I also consider to a significant extent, non scientists can rightly comment on climate science since to a large extent it is a matter of commonsense and we all recognise GIGO. For example, one does not have to be a scientific genius to review temperature logs, see trends and question the need/relevance of any adjustment to the raw data. Likewise, any one can comment upon siting issues. They same applies to general observations about proxy evidence and the efficacy of so called peer review.
Of course climate science is very wide. Scientists operating in other areas/disciplines can rightly comment upon the extent to which the ordinary rigours of scientific principle are being applied to climate science. Even those from the quasi arts (eg., classics, classics and archaeology) can comment upon the past and how man was affected/benefitted.
If most people accept as a general premise that the climate is changing but the issue is whether this be natural or anthropogenic, then one does not need to be a scientist to add to the debate on what if any action should be taken to address the change. My own view is that we have gone totally off the rails in seeking to halt the change rather than to concentrate on reacting to the change if and only if the change has demonstratable adverse consequences. My own view is that for the main part a warmer climate will be a good thing but for a few local areas it may have a negative impact which negative effect should be addressed if it truly proves to cause problem In other words I do not accept the catastrophic scenarios and I would like to see much more evidence showing the realistic consequence of climate change.
In fact any one with a forensic mind can usefully add to the debate and it is conceivable that such persons may be better able to see the wood for the trees.
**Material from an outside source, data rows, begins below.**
use super::*;
use shared::{
    domain::{ItemId, UserId},
    protocol::PresenceUser,
};

fn removal(id: &str) -> ListEvent {
    ListEvent::ItemRemoved {
        item_id: ItemId::new(id),
    }
}

fn presence(ids: &[&str]) -> ListEvent {
    ListEvent::UsersUpdated {
        users: ids
            .iter()
            .map(|id| PresenceUser {
                id: UserId::new(*id),
                name: id.to_uppercase(),
            })
            .collect(),
    }
}

fn recorder() -> (Arc<Mutex<Vec<String>>>, impl Fn(&str) -> Box<dyn Fn(&ListEvent) + Send + Sync>) {
    let seen = Arc::new(Mutex::new(Vec::new()));
    let sink = seen.clone();
    let make = move |label: &str| -> Box<dyn Fn(&ListEvent) + Send + Sync> {
        let sink = sink.clone();
        let label = label.to_string();
        Box::new(move |event: &ListEvent| {
            sink.lock()
                .unwrap()
                .push(format!("{label}:{}", event.kind().as_str()));
        })
    };
    (seen, make)
}

#[test]
fn dispatch_runs_only_handlers_for_the_event_kind() {
    let dispatcher = EventDispatcher::new();
    let (seen, make) = recorder();
    let _removed = dispatcher.register(ListEventKind::ItemRemoved, make("removed"));
    let _users = dispatcher.register(ListEventKind::UsersUpdated, make("users"));

    assert_eq!(dispatcher.dispatch(&removal("i1")), 1);
    assert_eq!(dispatcher.dispatch(&presence(&["a"])), 1);

    assert_eq!(
        *seen.lock().unwrap(),
        vec!["removed:item-removed", "users:users-updated"]
    );
}

#[test]
fn handlers_run_in_registration_order() {
    let dispatcher = EventDispatcher::new();
    let (seen, make) = recorder();
    let _first = dispatcher.register(ListEventKind::ItemRemoved, make("first"));
    let _second = dispatcher.register(ListEventKind::ItemRemoved, make("second"));

    assert_eq!(dispatcher.dispatch(&removal("i1")), 2);
    assert_eq!(
        *seen.lock().unwrap(),
        vec!["first:item-removed", "second:item-removed"]
    );
}

#[test]
fn event_without_handlers_is_ignored() {
    let dispatcher = EventDispatcher::new();
    assert_eq!(dispatcher.dispatch(&removal("i1")), 0);
}

#[test]
fn dropping_subscription_unregisters_handler() {
    let dispatcher = EventDispatcher::new();
    let (seen, make) = recorder();
    let kept = dispatcher.register(ListEventKind::ItemRemoved, make("kept"));
    let dropped = dispatcher.register(ListEventKind::ItemRemoved, make("dropped"));
    assert_eq!(dispatcher.handler_count(ListEventKind::ItemRemoved), 2);

    drop(dropped);
    assert_eq!(dispatcher.handler_count(ListEventKind::ItemRemoved), 1);
    dispatcher.dispatch(&removal("i1"));
    assert_eq!(*seen.lock().unwrap(), vec!["kept:item-removed"]);

    drop(kept);
    assert_eq!(dispatcher.handler_count(ListEventKind::ItemRemoved), 0);
    assert_eq!(dispatcher.dispatch(&removal("i2")), 0);
}

#[test]
fn subscription_outliving_dispatcher_drops_cleanly() {
    let dispatcher = EventDispatcher::new();
    let subscription = dispatcher.register(ListEventKind::ItemCreated, |_| {});
    drop(dispatcher);
    drop(subscription);
}

#[test]
fn handler_may_register_another_handler_while_dispatching() {
    let dispatcher = EventDispatcher::new();
    let late = Arc::new(Mutex::new(Vec::new()));
    let inner = dispatcher.clone();
    let _outer = dispatcher.register(ListEventKind::UsersUpdated, move |_| {
        let subscription = inner.register(ListEventKind::ItemRemoved, |_| {});
        late.lock().unwrap().push(subscription);
    });

    assert_eq!(dispatcher.dispatch(&presence(&["a"])), 1);
    assert_eq!(dispatcher.handler_count(ListEventKind::ItemRemoved), 1);
}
Thomas Fuller, you don’t get it.
The UN IPCC is pushing policies not climate science.
They are pushing policies to give the strong hand to a political elite providing them absolute power to regulate every detailed aspect of our world.
It doesn’t matter to me if such an organizations crooks up climate science or any other human related impact on this world.
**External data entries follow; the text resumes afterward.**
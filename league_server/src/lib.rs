//! HTTP server exposing tournament standings and PDF/XLSX reports.
//!
//! The binary in `main.rs` wires configuration, logging and the database
//! pool into the [`api`] router; the modules are public so integration tests
//! can drive the router directly.

pub mod api;
pub mod config;
pub mod logging;
pub mod metrics;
I simply reject the entire initiative and the organization involved.
And if you intend to live your future life in freedom, I advise you to do the same.
The one disagreement I would make with your statement is:
“First, the basics are pretty well understood. CO2 should cause about a 1.5 to 2.1 degree Celsius rise in temperatures if we double its concentration in our atmosphere. ”
The “scientific” evidence behind this relies on massive climate forcings to cause 1.5 to 2.1 degrees. CO2 alone will cause less then a tenth of one degree, because of the fact that CO2 to Temperature is a logarithmic relationship, and we are right now well beyond the saturation point. The first 20-40 ppm contribute over half of CO2’s warming effect.
Evidence for my statement: http://wattsupwiththat.files.wordpress.com/2010/03/heating_effect_of_co2.png
This among other “scientific facts” That are always assumed at the beginning of an argument are the greatest reason that there is so much belief in a theory that has little empirical evidence to support. In fact, virtually all of the empirical evidence points to some outside source forcing climate change and CO2 merely reacting as the oceans warm or cool.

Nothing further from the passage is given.